Exercise input section start

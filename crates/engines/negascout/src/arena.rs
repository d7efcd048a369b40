//! Per-worker scratch storage for the deep part of the search.
//!
//! Nodes closer to the root than `shallow_depth` are kept in the cached tree
//! so a later search can reuse them. Below that, each stack depth gets a single
//! scratch node that is re-expanded on every visit, which keeps memory flat no
//! matter how wide the tree gets.

use std::mem;

use crate::{error::SearchError, node::GameTreeNode};

pub struct SearchArena<M> {
    shallow_depth: u32,
    capacity: usize,
    stack: Vec<GameTreeNode<M>>,
    pub(crate) moves: Vec<M>,
    pub(crate) nodes: u64,
}

impl<M> SearchArena<M> {
    pub fn new(shallow_depth: u32, capacity: usize) -> Self {
        Self {
            shallow_depth,
            capacity,
            stack: Vec::with_capacity(capacity),
            moves: Vec::with_capacity(64),
            nodes: 0,
        }
    }

    pub fn shallow_depth(&self) -> u32 {
        self.shallow_depth
    }

    pub fn capacity(&self) -> usize {
        self.capacity
    }

    /// Nodes visited since the last [`SearchArena::reset_nodes`].
    pub fn nodes(&self) -> u64 {
        self.nodes
    }

    pub fn reset_nodes(&mut self) {
        self.nodes = 0;
    }

    /// Scratch slot for a node `stack_depth` plies below the root, or `None`
    /// when that depth still belongs to the cached tree.
    pub(crate) fn slot(&self, stack_depth: u32) -> Option<usize> {
        stack_depth
            .checked_sub(self.shallow_depth)
            .map(|index| index as usize)
    }

    /// Borrows the scratch node at `index` out of the stack. Must be handed
    /// back with [`SearchArena::restore`].
    pub(crate) fn take(&mut self, index: usize) -> Result<GameTreeNode<M>, SearchError> {
        if index >= self.capacity {
            return Err(SearchError::StackCapacityExceeded { capacity: self.capacity });
        }
        if self.stack.len() <= index {
            self.stack.resize_with(index + 1, GameTreeNode::default);
        }
        Ok(mem::take(&mut self.stack[index]))
    }

    pub(crate) fn restore(&mut self, index: usize, node: GameTreeNode<M>) {
        self.stack[index] = node;
    }
}

#[cfg(test)]
mod tests {
    use super::*;

    #[test]
    fn test_slots_start_at_shallow_depth() {
        let arena: SearchArena<u8> = SearchArena::new(4, 32);
        assert_eq!(arena.slot(3), None);
        assert_eq!(arena.slot(4), Some(0));
        assert_eq!(arena.slot(9), Some(5));
    }

    #[test]
    fn test_take_past_capacity_fails() {
        let mut arena: SearchArena<u8> = SearchArena::new(0, 2);
        assert!(arena.take(1).is_ok());
        assert_eq!(
            arena.take(2),
            Err(SearchError::StackCapacityExceeded { capacity: 2 })
        );
    }

    #[test]
    fn test_restored_node_keeps_children() {
        let mut arena: SearchArena<u8> = SearchArena::new(0, 4);
        let mut node = arena.take(0).unwrap();
        node.children = Some(vec![GameTreeNode::leaf(7)]);
        arena.restore(0, node);
        let again = arena.take(0).unwrap();
        assert_eq!(again.children().len(), 1);
    }
}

Exercise input section end

# Work to be completed:
Look above for the line with "Nodes visited since"; retype exactly that line, every line after it up to the line with "if index >= self.capacity", and that line too, nothing else.

# Written response:
    /// Nodes visited since the last [`SearchArena::reset_nodes`].
    pub fn nodes(&self) -> u64 {
        self.nodes
    }

    pub fn reset_nodes(&mut self) {
        self.nodes = 0;
    }

    /// Scratch slot for a node `stack_depth` plies below the root, or `None`
    /// when that depth still belongs to the cached tree.
    pub(crate) fn slot(&self, stack_depth: u32) -> Option<usize> {
        stack_depth
            .checked_sub(self.shallow_depth)
            .map(|index| index as usize)
    }

    /// Borrows the scratch node at `index` out of the stack. Must be handed
    /// back with [`SearchArena::restore`].
    pub(crate) fn take(&mut self, index: usize) -> Result<GameTreeNode<M>, SearchError> {
        if index >= self.capacity {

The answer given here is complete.